- [Assigned task] Looking at the records below, please work out how many lines contain the word "collect" and give the number alone.

- [Dataset entries]
//! Dense chunk grid storage.
#![forbid(unsafe_code)]

use loam_blocks::{BlockData, BlockId, Direction};
use loam_world::{CHUNK_SIZE, CHUNK_VOLUME, LocalPos};

/// Every cell of one chunk, flattened as `x*S² + y*S + z`.
///
/// The same order is used on the wire, so `to_wire`/`from_wire` are plain copies.
#[derive(Clone, Debug, PartialEq, Eq)]
pub struct ChunkGrid {
    cells: Box<[BlockData]>,
}

impl Default for ChunkGrid {
    fn default() -> Self {
        Self::air()
    }
}

impl ChunkGrid {
    pub fn air() -> Self {
        Self::filled(BlockData::AIR)
    }

    pub fn filled(block: BlockData) -> Self {
        Self {
            cells: vec![block; CHUNK_VOLUME].into_boxed_slice(),
        }
    }

    /// `None` unless `cells` holds exactly one entry per coordinate.
    pub fn from_cells(cells: Vec<BlockData>) -> Option<Self> {
        if cells.len() != CHUNK_VOLUME {
            return None;
        }
        Some(Self {
            cells: cells.into_boxed_slice(),
        })
    }

    #[inline]
    pub fn idx(x: usize, y: usize, z: usize) -> usize {
        debug_assert!(x < CHUNK_SIZE && y < CHUNK_SIZE && z < CHUNK_SIZE);
        (x * CHUNK_SIZE + y) * CHUNK_SIZE + z
    }

    #[inline]
    pub fn coords_of(idx: usize) -> LocalPos {
        LocalPos::new(
            idx / (CHUNK_SIZE * CHUNK_SIZE),
            (idx / CHUNK_SIZE) % CHUNK_SIZE,
            idx % CHUNK_SIZE,
        )
    }

    #[inline]
    pub fn get(&self, x: usize, y: usize, z: usize) -> BlockData {
        self.cells[Self::idx(x, y, z)]
    }

    #[inline]
    pub fn set(&mut self, x: usize, y: usize, z: usize, block: BlockData) {
        self.cells[Self::idx(x, y, z)] = block;
    }

    #[inline]
    pub fn get_local(&self, p: LocalPos) -> BlockData {
        self.get(p.x, p.y, p.z)
    }

    #[inline]
    pub fn set_local(&mut self, p: LocalPos, block: BlockData) {
        self.set(p.x, p.y, p.z, block);
    }

    #[inline]
    pub fn cells(&self) -> &[BlockData] {
        &self.cells
    }

    #[inline]
    pub fn cells_mut(&mut self) -> &mut [BlockData] {
        &mut self.cells
    }

    pub fn non_air_count(&self) -> usize {
        self.cells.iter().filter(|b| !b.is_air()).count()
    }

    #[inline]
    pub fn is_all_air(&self) -> bool {
        self.cells.iter().all(|b| b.is_air())
    }

    /// Parallel id/direction arrays in wire order.
    pub fn to_wire(&self) -> (Vec<BlockId>, Vec<u8>) {
        let ids = self.cells.iter().map(|b| b.id).collect();
        let dirs = self.cells.iter().map(|b| b.direction.as_u8()).collect();
        (ids, dirs)
    }

    /// Rebuilds a grid from wire arrays; rejects wrong lengths and unknown directions.
    pub fn from_wire(ids: &[BlockId], directions: &[u8]) -> Option<Self> {
        if ids.len() != CHUNK_VOLUME || directions.len() != CHUNK_VOLUME {
            return None;
        }
        let cells = ids
            .iter()
            .zip(directions)
            .map(|(id, d)| Direction::from_u8(*d).map(|direction| BlockData::new(*id, direction)))
            .collect::<Option<Vec<_>>>()?;
        Self::from_cells(cells)
    }
}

- [Output below] 3